Originally published by New Context.
If you’ve ever played a game of rock-paper-scissors, you may not have even realized that you were also learning one of life’s greatest lessons. The fact that paper is an adequate defense against the rock, yet will not protect from the scissors, accurately demonstrates the truism that choosing the best security for one threat does not mean we are, in fact, completely secure. Effective security management means that we apply the best defense to counter a specific threat. Multiple threats means multiple defenses, which is why you often hear security experts talk about “layers” of protection. This is the core concept of “defense in depth.”
This lesson directly applies to protecting your enterprise’s computing resources, and there is no aspect of cloud computing that is more important than secrets management. After all, all your well-planned layers of security are immediately rendered moot if an attacker gets a hold of the keys. Managing your cloud architecture and its resources depends upon knowing what security vulnerabilities there are and devising a plan to deal with the threats. In order to secure your data and resources, it is imperative that you employ secrets management which controls the credentials needed to access your system. Doing so effectively means exploring the secrets management tools that are available and choosing the best ones based upon your cloud architecture and needs. The information presented in this article will help you perform this critical task.
It would be virtually impossible to list all of the possible secrets management tools that are available. However, it is possible to take a look at a representative list of options of the types of capabilities and functionality that exist—this will give you an idea of the types and range of features that can help you solidify your security practices. Here are 10 representative tools to start with:
Amazon Web Services (AWS) Secrets Manager is a highly utilized tool for protecting your IT resources and applications from unauthorized access. One of the highlights of this tool is the virtually unlimited secrets size.
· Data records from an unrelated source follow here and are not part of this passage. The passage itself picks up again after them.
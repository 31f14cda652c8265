//! Unified interface over the three upstream providers (spec.md §4.1).

use std::sync::Arc;

use chrono::Utc;
use tracing::warn;

use crate::domain::errors::{ProviderError, ProviderResult};
use crate::domain::models::LatestDescriptor;
use crate::domain::ports::UpstreamProvider;

/// The symbolic tag whose meaning changes over time. Reverse-resolved to
/// a concrete version tag when possible (spec.md GLOSSARY: "moving tag").
const MOVING_TAG: &str = "latest";

pub struct ResolveOptions<'a> {
    pub forge_ref: Option<&'a str>,
    pub forge_token: Option<&'a str>,
    pub use_fallback: bool,
    pub registry_credential: Option<&'a str>,
}

/// Composes a registry provider with an optional forge fallback behind the
/// same `UpstreamProvider` capability set (spec.md §9 design note).
pub struct UpstreamResolver {
    registry: Arc<dyn UpstreamProvider>,
    forge: Arc<dyn UpstreamProvider>,
}

impl UpstreamResolver {
    pub fn new(registry: Arc<dyn UpstreamProvider>, forge: Arc<dyn UpstreamProvider>) -> Self {
        Self { registry, forge }
    }

    /// `resolveLatest(repo, tag, {forgeRefOpt, useFallback})` (spec.md §4.1).
    ///
    /// Queries the registry for `tag`'s manifest digest. If `tag` is the
    /// moving tag, reverse-resolves it to a concrete version by scanning
    /// the repo's tag list for a non-moving tag whose digest matches; this
    /// may fail, in which case the moving tag is reported as-is. On
    /// primary-call failure, falls back to the forge's latest-release feed
    /// when `use_fallback` is set and a forge ref is supplied.
    pub async fn resolve_latest(&self, repo: &str, tag: &str, opts: ResolveOptions<'_>) -> ProviderResult<Option<LatestDescriptor>> {
        match self.registry.resolve_tag_digest(repo, tag, opts.registry_credential).await {
            Ok(Some(digest)) => {
                let resolved_tag = if tag == MOVING_TAG {
                    self.reverse_resolve_tag(repo, &digest, opts.registry_credential).await.unwrap_or_else(|| tag.to_string())
                } else {
                    tag.to_string()
                };
                Ok(Some(LatestDescriptor {
                    digest: Some(digest),
                    tag: Some(resolved_tag),
                    published_at: None,
                    resolved_at: Utc::now(),
                }))
            }
            Ok(None) => Ok(None),
            Err(ProviderError::RateLimited) => Err(ProviderError::RateLimited),
            Err(ProviderError::Transient(reason)) => {
                warn!(repo, tag, reason, "registry resolve failed, considering forge fallback");
                if opts.use_fallback {
                    if let Some(forge_ref) = opts.forge_ref {
                        return self.resolve_forge_latest(forge_ref, opts.forge_token).await;
                    }
                }
                Ok(None)
            }
        }
    }

    /// Scans the repo's tag list for a non-moving tag whose manifest digest
    /// equals `digest`. Returns `None` if no such tag is found or listing fails.
    async fn reverse_resolve_tag(&self, repo: &str, digest: &str, credential: Option<&str>) -> Option<String> {
        let tags = match self.registry.list_tags(repo, credential).await {
            Ok(tags) => tags,
            Err(e) => {
                warn!(repo, error = %e, "failed to list tags for moving-tag reverse resolution");
                return None;
            }
        };

        for candidate in tags.into_iter().filter(|t| t != MOVING_TAG) {
            match self.registry.resolve_tag_digest(repo, &candidate, credential).await {
                Ok(Some(candidate_digest)) if candidate_digest == digest => return Some(candidate),
                _ => continue,
            }
        }
        None
    }

    /// `resolveForgeLatest(forgeKind, ref, tokenOpt)` (spec.md §4.1). A
    /// release with no tag is not reported rather than inventing one.
    pub async fn resolve_forge_latest(&self, ref_: &str, token: Option<&str>) -> ProviderResult<Option<LatestDescriptor>> {
        let release = self.forge.latest_release(ref_, token).await?;
        Ok(release.filter(|r| !r.tag.is_empty()).map(|r| LatestDescriptor {
            digest: None,
            tag: Some(r.tag),
            published_at: r.published_at,
            resolved_at: Utc::now(),
        }))
    }

    /// `resolveForgeByTag(forgeKind, ref, tag, tokenOpt)` (spec.md §4.1).
    pub async fn resolve_forge_by_tag(&self, ref_: &str, tag: &str, token: Option<&str>) -> ProviderResult<Option<LatestDescriptor>> {
        let release = self.forge.release_by_tag(ref_, tag, token).await?;
        Ok(release.filter(|r| !r.tag.is_empty()).map(|r| LatestDescriptor {
            digest: None,
            tag: Some(r.tag),
            published_at: r.published_at,
            resolved_at: Utc::now(),
        }))
    }
}

pub use crate::services::version_normalize::has_update;

#[cfg(test)]
mod tests {
    use super::*;
    use async_trait::async_trait;
    use std::sync::Mutex;

    struct FakeRegistry {
        digests: std::collections::HashMap<String, String>,
        tags: Vec<String>,
        calls: Mutex<u32>,
    }

    #[async_trait]
    impl UpstreamProvider for FakeRegistry {
        async fn resolve_tag_digest(&self, _repo: &str, tag: &str, _credential: Option<&str>) -> ProviderResult<Option<String>> {
            *self.calls.lock().unwrap() += 1;
            Ok(self.digests.get(tag).cloned())
        }

        async fn list_tags(&self, _repo: &str, _credential: Option<&str>) -> ProviderResult<Vec<String>> {
            Ok(self.tags.clone())
        }

        async fn latest_release(&self, _ref_: &str, _token: Option<&str>) -> ProviderResult<Option<crate::domain::models::ForgeRelease>> {
            Ok(None)
        }

        async fn release_by_tag(&self, _ref_: &str, _tag: &str, _token: Option<&str>) -> ProviderResult<Option<crate::domain::models::ForgeRelease>> {
            Ok(None)
        }
    }

    fn empty_forge() -> Arc<dyn UpstreamProvider> {
        Arc::new(FakeRegistry {
            digests: Default::default(),
            tags: vec![],
            calls: Mutex::new(0),
        })
    }

    #[tokio::test]
    async fn reverse_resolves_moving_tag_to_concrete_version() {
        let mut digests = std::collections::HashMap::new();
        digests.insert("latest".to_string(), "sha256:abc".to_string());
        digests.insert("1.2.3".to_string(), "sha256:abc".to_string());
        digests.insert("1.2.2".to_string(), "sha256:old".to_string());
        let registry = Arc::new(FakeRegistry {
            digests,
            tags: vec!["latest".into(), "1.2.3".into(), "1.2.2".into()],
            calls: Mutex::new(0),
        });
        let resolver = UpstreamResolver::new(registry, empty_forge());

        let result = resolver
            .resolve_latest(
                "acme/widget",
                "latest",
                ResolveOptions { forge_ref: None, forge_token: None, use_fallback: false, registry_credential: None },
            )
            .await
            .unwrap()
            .unwrap();

        assert_eq!(result.tag.as_deref(), Some("1.2.3"));
        assert_eq!(result.digest.as_deref(), Some("sha256:abc"));
    }

    #[tokio::test]
    async fn moving_tag_stays_as_is_when_reverse_resolution_fails() {
        let mut digests = std::collections::HashMap::new();
        digests.insert("latest".to_string(), "sha256:abc".to_string());
        let registry = Arc::new(FakeRegistry {
            digests,
            tags: vec!["latest".into()],
            calls: Mutex::new(0),
        });
        let resolver = UpstreamResolver::new(registry, empty_forge());

        let result = resolver
            .resolve_latest(
                "acme/widget",
                "latest",
                ResolveOptions { forge_ref: None, forge_token: None, use_fallback: false, registry_credential: None },
            )
            .await
            .unwrap()
            .unwrap();

        assert_eq!(result.tag.as_deref(), Some("latest"));
    }
}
Berglas is a command-line tool that works easily with Google Cloud services. Application secrets such as certificates, passwords, and API keys are the primary focus. Encryption is done using a GCM cipher and data is limited to 64GB.
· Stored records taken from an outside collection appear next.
use serde::{Deserialize, Serialize};

/// A container as last observed by an inventory sweep, joined with the
/// deployed-image record and the cached `LatestDescriptor` for its
/// `(repo, tag)`. This is the view the Matching Engine selects over.
#[derive(Debug, Clone, Serialize, Deserialize)]
pub struct AnnotatedContainer {
    pub container_id: String,
    pub instance_id: i64,
    pub endpoint_id: i64,
    pub name: String,
    pub stack_name: Option<String>,
    pub image: String,
    pub status: String,
    pub state: String,
    pub current_digest: Option<String>,
    pub current_digest_full: Option<String>,
    pub registry: String,
    pub repo: String,
    pub tag: String,
    pub has_update: bool,
    /// Base URL of the owning instance, required by the upgrade executor.
    pub instance_url: String,
    /// The `LatestDescriptor` this container was annotated against, when one exists.
    pub latest_tag: Option<String>,
    pub latest_digest: Option<String>,
}

impl AnnotatedContainer {
    /// The image reference the upgrade executor should pull: same repo,
    /// the latest known tag if one was resolved, otherwise the current tag.
    pub fn latest_image_ref(&self) -> String {
        let tag = self.latest_tag.as_deref().unwrap_or(&self.tag);
        if self.registry == "docker.io" {
            format!("{}:{}", self.repo, tag)
        } else {
            format!("{}/{}:{}", self.registry, self.repo, tag)
        }
    }
}

/// An image present on an endpoint that no running container currently
/// references, as surfaced for cleanup (spec.md §6 `/api/images/unused`).
#[derive(Debug, Clone, Serialize, Deserialize)]
pub struct UnusedImage {
    pub instance_id: i64,
    pub endpoint_id: i64,
    pub instance_url: String,
    pub image_id: String,
    pub repo_tags: Vec<String>,
    pub size_bytes: Option<i64>,
}

/// Derived during inventory sweep: the registry coordinate a container's
/// image reference resolves to.
#[derive(Debug, Clone, Serialize, Deserialize)]
pub struct DeployedImage {
    pub instance_id: i64,
    pub image_ref: String,
    pub registry: String,
    pub repo: String,
    pub tag: String,
    pub current_digest_full: Option<String>,
}

/// Splits an image reference (`registry/repo:tag`, `repo:tag`, `repo`) into
/// its registry, repo, and tag components.
///
/// `registry` is the portion before the first `/` when that portion
/// contains a `.` or a `:` (spec.md §4.3); otherwise the default public
/// registry is assumed. A missing tag defaults to `latest`.
pub fn parse_image_ref(image: &str) -> (String, String, String) {
    const DEFAULT_REGISTRY: &str = "docker.io";

    let (repo_and_tag, registry) = match image.split_once('/') {
        Some((first, rest)) if first.contains('.') || first.contains(':') => {
            (rest.to_string(), first.to_string())
        }
        _ => (image.to_string(), DEFAULT_REGISTRY.to_string()),
    };

    match repo_and_tag.rsplit_once(':') {
        // Guard against mistaking a port-containing registry host for a tag
        // separator when no registry was split off above.
        Some((repo, tag)) if !tag.contains('/') => (registry, repo.to_string(), tag.to_string()),
        _ => (registry, repo_and_tag, "latest".to_string()),
    }
}

#[cfg(test)]
mod tests {
    use super::*;

    #[test]
    fn splits_registry_repo_tag() {
        assert_eq!(
            parse_image_ref("ghcr.io/acme/widget:1.2.3"),
            ("ghcr.io".into(), "acme/widget".into(), "1.2.3".into())
        );
    }

    #[test]
    fn defaults_to_public_registry_without_dot_or_colon() {
        assert_eq!(
            parse_image_ref("library/nginx:latest"),
            ("docker.io".into(), "library/nginx".into(), "latest".into())
        );
    }

    #[test]
    fn defaults_tag_to_latest() {
        assert_eq!(
            parse_image_ref("acme/widget"),
            ("docker.io".into(), "acme/widget".into(), "latest".into())
        );
    }

    #[test]
    fn does_not_confuse_port_in_registry_host_with_tag() {
        assert_eq!(
            parse_image_ref("registry.local:5000/acme/widget"),
            ("registry.local:5000".into(), "acme/widget".into(), "latest".into())
        );
    }
}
Google’s tool, Cloud KMS, provides cryptographic key management. Both automatic and manual key rotation are available, but the greatest assets of this tool are its availability and scalability.
Developed by Lyft, Inc.—better known for their transport services—Confidant is intended to be a user-friendly tool for managing secrets. It integrates with AWS Key Management Service (KMS) and Identity and Access Management (IAM) to generate authentication tokens that are verified by Confidant.
Docker, an application development platform, provides an easy way to create and deploy secrets to containers. However, this service is not available for standalone containers.
Another tool for handling secrets that focuses on user-friendliness is Keywhiz by Square. The tool supports multi-cloud environments and multiple applications.
Knox is a development of Pinterest. The tool uses the REST API framework for user communication and temporary and volatile storage for keys. The tool can also be used with Docker.
Another well-known and highly implemented tool is the Azure Key Vault. With this tool, there is no direct access to keys by applications. SSl/TLS certificate tasks are automated and utilize FIPS 140-2 Level 2 and Level 3 validated HSMs.
Strongbox allows you to access tokens, private certificates, and encryption keys. As a client-side convenience, layered authentication can be faster. The tool supports cloud storage using iCloud, Dropbox, OneDrive, Google Drive, WebDAV and other platforms.
Many developers consider Vault to be the best secrets management tool available. Vault is API-driven and integrates with many cloud architectures and platforms. A highlight of the tool is auto-rotation of secrets, which is recommended as a standard for the highest quality in security management.
The best options available for most enterprise operations fall into one of two categories:
1. Store secrets using native management features built into your tools.
Most application development platforms offer some form of secrets management. For example, container-based Kubernetes includes the capability to manage secrets, while Ruby on Rails can natively encrypt your credentials. However, security best practices may dictate the use of a separate third-party tool, such as those listed above, to raise your security posture to the level that you require.
2. Use a dedicated secrets management service.
Although, the secrets management tools list above is not exhaustive; it does illustrate the breadth of options that are available to secure access to your IT resources. Most of these tools can be integrated directly into your cloud architecture, living natively within the confines of your company’s application space. This commonly considered the “most secure” option since it removes third party hosting; however, in some cases converting to one of the preferred externally hosted platforms for your tool of choice may provide even greater security. Remember, your corporate environment is the attackers primary target; by moving your secrets to an external location, you add multiple layers of security between the attackers and your secrets management.
Secrets management is not only critical for the security of your operations and resources, it can be quite complex due to the many considerations that should inform your choice of tool. Therefore, deciding to partner with an experienced and proven DevSecOps provider that is committed to the highest level of security in the cloud may be the best choice for your secrets management.